Exercise - What appears from the first line of the records below through the line containing "const PAGES: &str" must be reproduced verbatim.

Materials provided -

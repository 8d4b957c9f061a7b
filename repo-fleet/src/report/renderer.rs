//! Report renderer.

use super::ReportError;
use crate::analyze::FailureAnalysis;
use crate::pages::PagesAudit;
use crate::summary::{FleetEntry, FleetSummary};
use crate::sync::{SyncOutcome, SyncStatus};
use handlebars::{no_escape, Handlebars};
use serde_json::{json, Value};

const SYNC: &str = "sync";
const CHECK: &str = "check";
const ANALYSIS: &str = "analysis";
const PAGES: &str = "pages";

const SYNC_TEMPLATE: &str = "{{#each entries}}{{name}}: {{marker}}\n{{/each}}\
Synced: {{synced}}, Failed: {{failed}}\
{{#if skipped}}, Skipped: {{skipped}}{{/if}}\
{{#if cancelled}}, Cancelled: {{cancelled}}{{/if}}\n";

const CHECK_TEMPLATE: &str = "{{#each drifted}}{{name}}:\n\
{{#each lines}}  {{this}}\n{{/each}}\
{{#if hidden}}  ... and {{hidden}} more\n{{/if}}{{/each}}\
{{#if changes}}Repositories with changes: {{changes}}/{{total}}\
{{else}}All repositories are clean!{{/if}}\n\
{{#if indeterminate}}Repositories that could not be queried: {{indeterminate}}\n{{/if}}\
{{#if cancelled}}Cancelled: {{cancelled}}\n{{/if}}";

const ANALYSIS_TEMPLATE: &str = "{{#each categories}}{{#unless @first}}\n{{/unless}}\
{{header}}\n{{#each failures}}{{repository}}: {{count}}\n{{/each}}{{/each}}\
{{#if indeterminate}}Unanswered queries, counted as zero: {{indeterminate}}\n{{/if}}\
{{#if cancelled}}Cancelled: {{cancelled}}\n{{/if}}";

const PAGES_TEMPLATE: &str = "{{#each flagged}}{{this}}: pages workflow present, Pages disabled\n\
{{/each}}{{#if indeterminate}}Unanswered probes: {{indeterminate}}\n{{/if}}\
{{#if cancelled}}Cancelled: {{cancelled}}\n{{/if}}";

/// Creates a Handlebars registry for plain-text reports.
///
/// The registry is configured with:
/// - No HTML escaping (output is plain text)
/// - Strict mode (catches missing variables)
/// - The four built-in report templates
///
/// # Errors
///
/// Returns [`ReportError`] if a built-in template fails to parse.
pub fn create_report_registry() -> Result<Handlebars<'static>, ReportError> {
    let mut hbs = Handlebars::new();
    hbs.register_escape_fn(no_escape);
    hbs.set_strict_mode(true);

    hbs.register_template_string(SYNC, SYNC_TEMPLATE)?;
    hbs.register_template_string(CHECK, CHECK_TEMPLATE)?;
    hbs.register_template_string(ANALYSIS, ANALYSIS_TEMPLATE)?;
    hbs.register_template_string(PAGES, PAGES_TEMPLATE)?;

    Ok(hbs)
}

/// Renders command results into report text.
pub struct ReportRenderer {
    handlebars: Handlebars<'static>,
}

impl ReportRenderer {
    /// Creates a renderer with the built-in templates.
    ///
    /// # Errors
    ///
    /// Returns [`ReportError`] if a built-in template fails to parse.
    pub fn new() -> Result<Self, ReportError> {
        Ok(Self {
            handlebars: create_report_registry()?,
        })
    }

    /// One line per repository, then the totals.
    ///
    /// # Errors
    ///
    /// Returns an error if template rendering fails.
    pub fn render_sync(&self, summary: &FleetSummary) -> Result<String, ReportError> {
        let entries: Vec<Value> = summary
            .entries()
            .iter()
            .filter_map(|entry| match entry {
                FleetEntry::Sync(outcome) => Some(json!({
                    "name": outcome.repository.name,
                    "marker": sync_marker(outcome),
                })),
                FleetEntry::Drift(_) => None,
            })
            .collect();

        let data = json!({
            "entries": entries,
            "synced": summary.synced,
            "failed": summary.failed,
            "skipped": summary.skipped,
            "cancelled": summary.abandoned,
        });
        self.render(SYNC, &data)
    }

    /// One block per drifted repository, then the count line.
    ///
    /// # Errors
    ///
    /// Returns an error if template rendering fails.
    pub fn render_check(&self, summary: &FleetSummary) -> Result<String, ReportError> {
        let drifted: Vec<Value> = summary
            .entries()
            .iter()
            .filter_map(|entry| match entry {
                FleetEntry::Drift(report) => Some(json!({
                    "name": report.repository.name,
                    "lines": report.lines,
                    "hidden": report.hidden(),
                })),
                FleetEntry::Sync(_) => None,
            })
            .collect();

        let data = json!({
            "drifted": drifted,
            "changes": summary.drifted,
            "total": summary.checked(),
            "indeterminate": summary.indeterminate,
            "cancelled": summary.abandoned,
        });
        self.render(CHECK, &data)
    }

    /// One section per selected category.
    ///
    /// # Errors
    ///
    /// Returns an error if template rendering fails.
    pub fn render_analysis(&self, analysis: &FailureAnalysis) -> Result<String, ReportError> {
        let categories: Vec<Value> = analysis
            .categories
            .iter()
            .map(|tally| {
                json!({
                    "header": tally.category.header(),
                    "failures": tally.failures,
                })
            })
            .collect();

        let data = json!({
            "categories": categories,
            "indeterminate": analysis.indeterminate(),
            "cancelled": analysis.abandoned,
        });
        self.render(ANALYSIS, &data)
    }

    /// One line per flagged repository.
    ///
    /// # Errors
    ///
    /// Returns an error if template rendering fails.
    pub fn render_pages(&self, audit: &PagesAudit) -> Result<String, ReportError> {
        let flagged: Vec<&str> = audit.flagged().map(|e| e.repository.as_str()).collect();

        let data = json!({
            "flagged": flagged,
            "indeterminate": audit.indeterminate(),
            "cancelled": audit.abandoned,
        });
        self.render(PAGES, &data)
    }

    fn render(&self, name: &str, data: &Value) -> Result<String, ReportError> {
        Ok(self.handlebars.render(name, data)?)
    }
}

fn sync_marker(outcome: &SyncOutcome) -> String {
    match outcome.status {
        SyncStatus::Synced => "✓".to_string(),
        SyncStatus::Conflicted => format!("⚠ ({})", outcome.reason()),
        SyncStatus::Skipped => "- (dry run)".to_string(),
    }
}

Answer box -
repository 8d4b957c9f061a7b
filename repo-fleet/src/report/renderer.rs
//! Report renderer.

use super::ReportError;
use crate::analyze::FailureAnalysis;
use crate::pages::PagesAudit;
use crate::summary::{FleetEntry, FleetSummary};
use crate::sync::{SyncOutcome, SyncStatus};
use handlebars::{no_escape, Handlebars};
use serde_json::{json, Value};

const SYNC: &str = "sync";
const CHECK: &str = "check";
const ANALYSIS: &str = "analysis";
const PAGES: &str = "pages";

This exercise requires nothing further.